En pleine « trêve olympique » et alors que le gouvernement français démissionnaire ne devait gérer que les affaires courantes, Emmanuel Macron a reconnu le plan d’autonomie marocain comme seule solution au Sahara occidental. Au mépris de la lutte pour l’autodétermination du peuple sahraoui.

Dans une lettre rendue publique le 30 juillet 2024 à l’occasion de la fête marocaine du Trône, célébrant l’intronisation de Mohammed VI, le président français, après quelques félicitations et célébrations des relations entre les deux pays, a offert au roi les mots tant attendus : « La France considère que le présent et l’avenir du Sahara occidental s’inscrivent dans le cadre de la souveraineté marocaine ». Par cette annonce, la France se range ouvertement du côté du Maroc qui revendique la souveraineté sur le territoire du Sahara occidental depuis 1975.
Colonie marocaine

Depuis cette même année, les Nations unies considèrent pourtant cette ancienne colonie espagnole envahie par le Maroc comme un territoire non-autonome et devant donc faire l’objet d’un processus de décolonisation, avec la tenue d’un référendum d’autodétermination des populations locales – scrutin attendu depuis au moins 1991… Un statu quo entretenu par les alliés du Maroc, dont la France. En 2007, le Maroc a proposé un plan d’autonomie avec création d’une région autonome sous souveraineté marocaine. Le Front Polisario, mouvement indépendantiste représentant le peuple sahraoui au niveau international, a accepté d’ajouter cette option aux choix du futur référendum prévu par l’ONU – en plus de l’indépendance ou de l’intégration pure et simple au Maroc.

Le territoire est aujourd’hui occupé à 80 % par le Maroc qui y mène une véritable politique coloniale : peuplement, investissements, exploitation des ressources… Les Sahraoui·e·s subissent arrestations, torture, négation de leur culture. Sur le territoire « libéré », contrôlé par le Polisario, 150 000 Sahraoui·e·s vivent dans des camps, dans un environnement hostile par son aridité et ses fortes températures. La lutte pour l’indépendance du Sahara occidental, et plus largement la voix du peuple sahraoui, demeurent peu visibles à l’international (...)
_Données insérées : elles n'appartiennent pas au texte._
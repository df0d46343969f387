//! Cache storage abstraction and backends.
//!
//! [`CacheStorage`] is the capability every backend provides. Two backends
//! ship with the crate:
//!
//! - [`MemoryStorage`]: a bounded map behind a tokio `RwLock`
//! - [`SqliteStorage`]: a persistent store using tokio-rusqlite, WAL mode and
//!   versioned migrations
//!
//! Both guarantee that mutations of one key are linearizable and that `get`
//! only ever observes complete entries.

pub mod connection;
pub mod entries;
pub mod freshness;
pub mod item;
pub mod key;
pub mod memory;
pub mod migrations;

use async_trait::async_trait;
use url::Url;

pub use crate::Error;

pub use connection::SqliteStorage;
pub use item::CacheItem;
pub use key::{CacheKey, Vary};
pub use memory::MemoryStorage;

use crate::http::{HttpRequest, HttpResponse};

/// Key-value store for cached responses.
#[async_trait]
pub trait CacheStorage: Send + Sync {
    /// Store `response` under the key derived from `request` and the
    /// response's `Vary` field, replacing any entry at that key.
    async fn insert(&self, request: &HttpRequest, response: HttpResponse) -> Result<CacheItem, Error>;

    /// Find the stored variant that answers `request`.
    async fn get(&self, request: &HttpRequest) -> Result<Option<CacheItem>, Error>;

    /// Replace an existing entry and refresh its cached-at time.
    ///
    /// Fails with [`Error::NotFound`] when nothing is stored at the key.
    async fn update(&self, request: &HttpRequest, response: HttpResponse) -> Result<CacheItem, Error>;

    /// Remove every variant stored for `uri`. Returns how many were removed.
    async fn invalidate(&self, uri: &Url) -> Result<u64, Error>;

    /// Number of stored variants.
    async fn size(&self) -> Result<usize, Error>;

    /// Remove everything.
    async fn clear(&self) -> Result<(), Error>;
}
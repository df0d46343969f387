//! Cache decision engine.
//!
//! [`HttpCache`] sits between a caller and a [`NetworkExchanger`]. For every
//! request it decides whether storage can answer, whether the stored answer
//! must be revalidated with the origin, or whether the cache stays out of the
//! way entirely. Storage is updated as a side effect of that decision.
//!
//! The engine holds no per-request state and may be shared between tasks
//! behind an `Arc`. Concurrent misses on the same key are not coalesced; each
//! caller reaches the origin and the last insert wins.

pub mod exchange;
pub mod stats;

use std::sync::Arc;

use chrono::Utc;
use serde::{Deserialize, Serialize};
use url::Url;

pub use exchange::NetworkExchanger;
pub use stats::{CacheStatistics, StatisticsSnapshot};

use crate::Error;
use crate::cache::freshness::{is_cacheable, is_stale};
use crate::cache::{CacheItem, CacheStorage};
use crate::http::header::names;
use crate::http::uri::{normalize, same_origin};
use crate::http::{CacheControl, Conditionals, Headers, HttpRequest, HttpResponse, Status};

/// Request headers that make a request the caller's own conditional request.
const CALLER_PRECONDITIONS: &[&str] = &[
    names::IF_MATCH,
    names::IF_NONE_MATCH,
    names::IF_MODIFIED_SINCE,
    names::IF_UNMODIFIED_SINCE,
    names::IF_RANGE,
];

/// Terminal state of one decision.
#[derive(Debug, Clone, Copy, PartialEq, Eq, Hash, Serialize, Deserialize, schemars::JsonSchema)]
#[serde(rename_all = "snake_case")]
pub enum Outcome {
    /// Method is never cached; the request went straight to the origin.
    Bypass,
    /// The caller asked for something the cache must not interpret
    /// (its own preconditions, or `no-store`).
    PassThrough,
    /// Nothing usable was stored; the origin answered.
    Miss,
    /// Stored response returned without contacting the origin.
    FreshHit,
    /// Stored response revalidated with a 304.
    NotModified,
    /// Stored response revalidated and the origin sent a new one.
    Changed,
    /// `only-if-cached` could not be honoured; a 504 was synthesized.
    Unsatisfiable,
}

impl Outcome {
    pub fn as_str(self) -> &'static str {
        match self {
            Outcome::Bypass => "bypass",
            Outcome::PassThrough => "pass_through",
            Outcome::Miss => "miss",
            Outcome::FreshHit => "fresh_hit",
            Outcome::NotModified => "not_modified",
            Outcome::Changed => "changed",
            Outcome::Unsatisfiable => "unsatisfiable",
        }
    }
}

impl std::fmt::Display for Outcome {
    fn fmt(&self, f: &mut std::fmt::Formatter<'_>) -> std::fmt::Result {
        f.write_str(self.as_str())
    }
}

/// Response handed back to the caller plus how it was obtained.
#[derive(Debug, Clone, PartialEq, Eq)]
pub struct Resolved {
    pub response: HttpResponse,
    pub outcome: Outcome,
}

impl Resolved {
    fn new(response: HttpResponse, outcome: Outcome) -> Self {
        Self { response, outcome }
    }
}

/// Caching layer in front of a network exchanger.
#[derive(Clone)]
pub struct HttpCache {
    storage: Arc<dyn CacheStorage>,
    exchanger: Arc<dyn NetworkExchanger>,
    stats: Arc<CacheStatistics>,
}

impl HttpCache {
    pub fn new(storage: Arc<dyn CacheStorage>, exchanger: Arc<dyn NetworkExchanger>) -> Self {
        Self { storage, exchanger, stats: Arc::new(CacheStatistics::new()) }
    }

    pub fn storage(&self) -> &Arc<dyn CacheStorage> {
        &self.storage
    }

    pub fn statistics(&self) -> StatisticsSnapshot {
        self.stats.snapshot()
    }

    pub fn reset_statistics(&self) {
        self.stats.reset();
    }

    /// Answer `request`, returning only the response.
    pub async fn execute(&self, request: &HttpRequest) -> Result<HttpResponse, Error> {
        self.resolve(request).await.map(|resolved| resolved.response)
    }

    /// Answer `request` and report which path produced the response.
    ///
    /// # Errors
    ///
    /// Exchanger and storage failures are returned unchanged. A failure never
    /// leaves a partially written entry behind, and a stale entry whose
    /// revalidation failed stays in storage.
    pub async fn resolve(&self, request: &HttpRequest) -> Result<Resolved, Error> {
        let resolved = self.decide(request).await?;
        tracing::debug!(
            uri = %request.uri(),
            method = %request.method(),
            outcome = %resolved.outcome,
            status = resolved.response.status().code(),
            "cache decision"
        );
        self.stats.record(resolved.outcome);
        Ok(resolved)
    }

    async fn decide(&self, request: &HttpRequest) -> Result<Resolved, Error> {
        if !request.method().is_cacheable() {
            return self.bypass(request).await;
        }

        if has_caller_preconditions(request) {
            tracing::debug!(uri = %request.uri(), "caller preconditions present, passing through");
            return self.pass_through(request).await;
        }

        let request_cc = CacheControl::from_headers(&request.all_headers());
        if request_cc.no_store {
            tracing::debug!(uri = %request.uri(), "request no-store, passing through");
            return self.pass_through(request).await;
        }

        let Some(item) = self.storage.get(request).await? else {
            return self.miss(request, &request_cc).await;
        };

        if !is_stale(&item, request, Utc::now()) {
            tracing::debug!(uri = %request.uri(), cached_at = %item.cached_at(), "fresh entry");
            return Ok(Resolved::new(item.into_response(), Outcome::FreshHit));
        }

        if request_cc.only_if_cached {
            tracing::debug!(uri = %request.uri(), "stale entry and only-if-cached");
            return Ok(unsatisfiable());
        }

        self.revalidate(request, item).await
    }

    async fn bypass(&self, request: &HttpRequest) -> Result<Resolved, Error> {
        let response = self.exchanger.exchange(request).await?;
        if !request.method().is_safe() && response.status().is_non_error() {
            self.invalidate_affected(request, &response).await?;
        }
        Ok(Resolved::new(response, Outcome::Bypass))
    }

    async fn pass_through(&self, request: &HttpRequest) -> Result<Resolved, Error> {
        let response = self.exchanger.exchange(request).await?;
        Ok(Resolved::new(response, Outcome::PassThrough))
    }

    async fn miss(&self, request: &HttpRequest, request_cc: &CacheControl) -> Result<Resolved, Error> {
        if request_cc.only_if_cached {
            tracing::debug!(uri = %request.uri(), "miss and only-if-cached");
            return Ok(unsatisfiable());
        }

        tracing::debug!(uri = %request.uri(), "miss, exchanging");
        let response = self.exchanger.exchange(request).await?;
        if is_cacheable(request, &response) {
            self.storage.insert(request, response.clone()).await?;
            self.stats.record_store();
        } else {
            tracing::debug!(uri = %request.uri(), status = response.status().code(), "response not cacheable");
        }
        Ok(Resolved::new(response, Outcome::Miss))
    }

    async fn revalidate(&self, request: &HttpRequest, item: CacheItem) -> Result<Resolved, Error> {
        let conditional = request.with_conditionals(validators(item.response())?);
        tracing::debug!(uri = %request.uri(), cached_at = %item.cached_at(), "stale entry, revalidating");

        let response = self.exchanger.exchange(&conditional).await?;

        if response.status() == Status::NOT_MODIFIED {
            let stored = item.into_response();
            let merged = HttpResponse::new(stored.status(), response.headers().clone(), stored.payload().cloned());
            if merged.cache_control().no_store {
                self.drop_entry(request, "origin answered no-store").await?;
            } else {
                self.store_revalidated(request, &merged).await?;
            }
            return Ok(Resolved::new(merged, Outcome::NotModified));
        }

        if is_cacheable(request, &response) {
            self.store_revalidated(request, &response).await?;
        } else if response.cache_control().no_store {
            self.drop_entry(request, "origin answered no-store").await?;
        } else if !response.status().is_server_error() {
            self.drop_entry(request, "replacement not storable").await?;
        }
        Ok(Resolved::new(response, Outcome::Changed))
    }

    /// Write a revalidated response back, inserting when its key moved.
    async fn store_revalidated(&self, request: &HttpRequest, response: &HttpResponse) -> Result<(), Error> {
        match self.storage.update(request, response.clone()).await {
            Ok(_) => {}
            Err(Error::NotFound(_)) => {
                tracing::debug!(uri = %request.uri(), "key moved during revalidation, inserting");
                self.storage.insert(request, response.clone()).await?;
            }
            Err(e) => return Err(e),
        }
        self.stats.record_store();
        Ok(())
    }

    async fn drop_entry(&self, request: &HttpRequest, reason: &str) -> Result<(), Error> {
        let removed = self.storage.invalidate(request.uri()).await?;
        tracing::debug!(uri = %request.uri(), removed, reason, "stale entry dropped");
        Ok(())
    }

    /// Drop entries an unsafe request may have changed: the target itself and
    /// any same-origin `Location` or `Content-Location`.
    async fn invalidate_affected(&self, request: &HttpRequest, response: &HttpResponse) -> Result<(), Error> {
        let mut targets: Vec<Url> = vec![normalize(request.uri())];

        for name in [names::LOCATION, names::CONTENT_LOCATION] {
            let Some(value) = response.headers().first(name) else {
                continue;
            };
            match request.uri().join(value) {
                Ok(target) if same_origin(request.uri(), &target) => {
                    let target = normalize(&target);
                    if !targets.contains(&target) {
                        targets.push(target);
                    }
                }
                Ok(target) => tracing::debug!(%target, "skipping cross-origin invalidation"),
                Err(e) => tracing::debug!(header = name, value, "unresolvable location: {}", e),
            }
        }

        for target in &targets {
            let removed = self.storage.invalidate(target).await?;
            tracing::debug!(uri = %target, removed, method = %request.method(), "invalidated");
        }
        Ok(())
    }
}

fn has_caller_preconditions(request: &HttpRequest) -> bool {
    if !request.conditionals().is_unconditional() {
        return true;
    }
    let headers = request.headers();
    CALLER_PRECONDITIONS.iter().any(|name| headers.has_header(name))
}

/// Conditionals built from the validators of a stored response.
fn validators(stored: &HttpResponse) -> Result<Conditionals, Error> {
    let mut conditionals = Conditionals::new();
    if let Some(tag) = stored.etag() {
        conditionals = conditionals.add_if_none_match(tag)?;
    }
    if let Some(last_modified) = stored.last_modified() {
        conditionals = conditionals.if_modified_since(last_modified)?;
    }
    Ok(conditionals)
}

fn unsatisfiable() -> Resolved {
    Resolved::new(
        HttpResponse::new(Status::GATEWAY_TIMEOUT, Headers::new(), None),
        Outcome::Unsatisfiable,
    )
}
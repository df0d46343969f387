//! URI canonicalization for consistent cache keys.

use url::Url;

use crate::Error;

/// Canonicalize a URL string supplied by a caller.
///
/// Normalization steps:
/// 1. Trim leading/trailing whitespace
/// 2. Default scheme to https:// if missing
/// 3. Lowercase the host, drop default ports
/// 4. Remove fragment (#...)
/// 5. Keep query string intact (do not reorder)
pub fn canonicalize(input: &str) -> Result<Url, Error> {
    let trimmed = input.trim();

    if trimmed.is_empty() {
        return Err(Error::InvalidUrl("empty URL".into()));
    }

    let url_str = if trimmed.contains("://") { trimmed.to_string() } else { format!("https://{trimmed}") };

    let parsed = Url::parse(&url_str).map_err(|e| Error::InvalidUrl(format!("{e}: {trimmed}")))?;

    match parsed.scheme() {
        "http" | "https" => {}
        scheme => return Err(Error::InvalidUrl(format!("unsupported scheme: {scheme}"))),
    }

    Ok(normalize(&parsed))
}

/// Normalize an already parsed URL: the `url` crate lowercases scheme and
/// host and strips default ports; the fragment never reaches the origin.
pub fn normalize(url: &Url) -> Url {
    let mut normalized = url.clone();
    normalized.set_fragment(None);
    normalized
}

/// String form used inside cache keys.
pub fn cache_uri(url: &Url) -> String {
    normalize(url).to_string()
}

/// Scheme, host and port equality.
pub fn same_origin(a: &Url, b: &Url) -> bool {
    a.origin() == b.origin()
}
Victoire diplomatique du Maroc

Cette annonce française s’inscrit dans une certaine continuité, la France ayant en réalité toujours soutenu le plan d’autonomie marocain qu’elle avait déjà présenté au Conseil de sécurité de l’ONU comme une « solution réaliste ». Mais c’est bien là que se situe le point de bascule, Macron ne considérant désormais plus le plan d’autonomie marocain comme une « base de discussion sérieuse et crédible », mais comme « la seule base » (...)

Surtout, le positionnement français répond à des enjeux économiques : les tensions diplomatiques devenaient un frein pour les affaires avec le Maroc, premier partenaire commercial et première destination d’investissements de la France en Afrique. La déclaration de Macron rouvre donc la voie aux entreprises françaises, notamment dans un Sahara occidental au potentiel très attractif : eaux poissonneuses, richesses du sous-sol… Des entreprises transnationales françaises y sont d’ailleurs déjà présentes – dans l’agroalimentaire (Chancerelle), le tourisme (Transavia UCPA), l’énergie (Engie), les banques (Société générale, BNP Paribas), les assurances (Axa)… Mais d’autres étaient freinées. Eiffage, par exemple, avait été écarté du projet de construction du port de Dakhla.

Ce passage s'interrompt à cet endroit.